Did Phil Mickelson take multimillion-dollar offers from Saudi Arabia because he’d lost a lot of money gambling?
In an excerpt from his upcoming Mickelson biography, “Phil: The Rip-Roaring (and Unauthorized!) Biography of Golf’s Most Colorful Superstar,” Alan Shipnuck of Fire Pit Collective reveals that the six-time major champion may have had financial difficulties due to eight-figure gambling losses.
According to financial records disclosed to government auditors as part of an insider trading case (the Dean Foods investigation) in which notorious professional gambler Billy Walters was found guilty on all 10 counts against him, fined $10 million, and sentenced to five years in prison, while Mickelson was ordered to pay back trading profits totaling $931,738 plus interest, Shipnuck claims Mickelson lost more than $40 million in gambling losses between 2010 and 2014.
“Mickelson’s income was projected to be just north of $40 million per year during those prime earning years,” Shipnuck said. “That’s a lot of money, but after he paid his taxes (including the California tariffs he publicly chastised), he was left with, what, the low-twenties?” Then there was his agent, caddie, pilots, chef, personal trainer, swing instructors, and a slew of other people to consider.

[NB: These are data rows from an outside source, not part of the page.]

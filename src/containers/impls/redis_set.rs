use std::marker::PhantomData;
use serde::Serialize;
use serde::de::DeserializeOwned;
use crate::client::errors::CacheError;
use crate::client::structs::redis_client::RedisClient;
use crate::client::traits::value_codec::ValueCodec;
use crate::containers::structs::redis_set::RedisSet;

impl<T, C> RedisSet<T, C>
where
    T: Serialize + DeserializeOwned + Send + Sync,
    C: ValueCodec,
{
    pub fn new(client: RedisClient, cache_key: &str, expire_secs: i64) -> RedisSet<T, C> {
        RedisSet {
            client,
            cache_key: cache_key.to_string(),
            expire_secs,
            _marker: PhantomData,
        }
    }

    pub fn cache_key(&self) -> &str {
        &self.cache_key
    }

    pub async fn add(&self, value: &T) -> Result<bool, CacheError> {
        let added = self.client.sadd(&self.cache_key, C::encode(value)?).await?;
        self.refresh_expiry().await?;
        Ok(added > 0)
    }

    /// Bulk add.
    pub async fn update(&self, values: &[T]) -> Result<u64, CacheError> {
        if values.is_empty() {
            return Ok(0);
        }
        let mut encoded = Vec::with_capacity(values.len());
        for value in values {
            encoded.push(C::encode(value)?);
        }
        let added = self.client.sadd(&self.cache_key, encoded).await?;
        self.refresh_expiry().await?;
        Ok(added)
    }

    /// Removes values that are present; absent values are ignored.
    pub async fn discard(&self, values: &[T]) -> Result<u64, CacheError> {
        if values.is_empty() {
            return Ok(0);
        }
        let mut encoded = Vec::with_capacity(values.len());
        for value in values {
            encoded.push(C::encode(value)?);
        }
        self.client.srem(&self.cache_key, encoded).await
    }

    pub async fn remove(&self, value: &T) -> Result<bool, CacheError> {
        Ok(self.client.srem(&self.cache_key, C::encode(value)?).await? > 0)
    }

    /// Removes and returns a random member.
    pub async fn pop(&self) -> Result<Option<T>, CacheError> {
        let raw: Option<Vec<u8>> = self.client.spop(&self.cache_key).await?;
        match raw {
            None => Ok(None),
            Some(data) => Ok(Some(C::decode(&data)?)),
        }
    }

    /// Random sample of up to `count` distinct members, without removal.
    pub async fn sample(&self, count: i64) -> Result<Vec<T>, CacheError> {
        let raw: Vec<Vec<u8>> = self.client.srandmember(&self.cache_key, count).await?;
        raw.iter().map(|data| C::decode(data)).collect()
    }

    pub async fn members(&self) -> Result<Vec<T>, CacheError> {
        let raw: Vec<Vec<u8>> = self.client.smembers(&self.cache_key).await?;
        raw.iter().map(|data| C::decode(data)).collect()
    }

    pub async fn contains(&self, value: &T) -> Result<bool, CacheError> {
        self.client.sismember(&self.cache_key, C::encode(value)?).await
    }

    pub async fn len(&self) -> Result<u64, CacheError> {
        self.client.scard(&self.cache_key).await
    }

    pub async fn is_empty(&self) -> Result<bool, CacheError> {
        Ok(self.len().await? == 0)
    }

    pub async fn cache_exists(&self) -> Result<bool, CacheError> {
        self.client.exists(&self.cache_key).await
    }

    pub async fn clear(&self) -> Result<(), CacheError> {
        self.client.delete(&[self.cache_key.as_str()]).await?;
        Ok(())
    }

    async fn refresh_expiry(&self) -> Result<(), CacheError> {
        self.client.expire(&self.cache_key, self.expire_secs).await?;
        Ok(())
    }
}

“Add up all the other costs of a big life — like a T. Rex skull as a birthday present — and you’re left with, what, $10 million?” According to the federal audit, Mickelson’s annual gambling losses totaled around that much. (Plus, we have no idea what we don’t know.) To put it another way, it’s possible he was barely breaking even, if not in the red. Mickelson’s earnings plummeted during his winless years from 2014 to 2017.”
Shipnuck also discusses Phil’s 25-year relationship with his caddie, Bones, claiming that Bones dismissed Phil after the 2017 Memorial and that money was “a huge part” in their breakup.
Shipnuck, who previously published a book excerpt with Mickelson’s unvarnished thoughts on the Saudi breakaway league, which resulted in sponsors abandoning ship and him leaving the game, also explains why he waited three months to publish his original story and speculates on why Mickelson chose to make such comments to him.
“He could have phoned any reporter to tell the truth about the Saudis, but he chose the man writing his biography.” “He used the word “reckless” to describe his behavior in his statement, and maybe that’s the idea,” Shipnuck added. “He’s an adrenaline junkie, so revealing his deepest, darkest secrets with me must have given him a rush, knowing what was at stake.” Or was it sheer calculation: by not establishing any ground rules for our chat, he was able to record his actual thoughts for posterity while later claiming that he didn’t intend for them to be made public? Even (particularly!) to me, his acts are perplexing.”
“There is something Shakespearean about Mickelson’s arc,” Shipnuck says of the controversy surrounding Mickelson, who missed the Masters and may miss his PGA Championship title defense. He appeared to have it all, but greed, vanity, and irresponsibility (and possibly desperation) cost him everything, at least temporarily. But he will return, as he has in the past, despite several controversies and heartbreaks.”
The unauthorized biography of Mickelson by Shipnuck will be released on May 17, the Tuesday before the PGA Championship.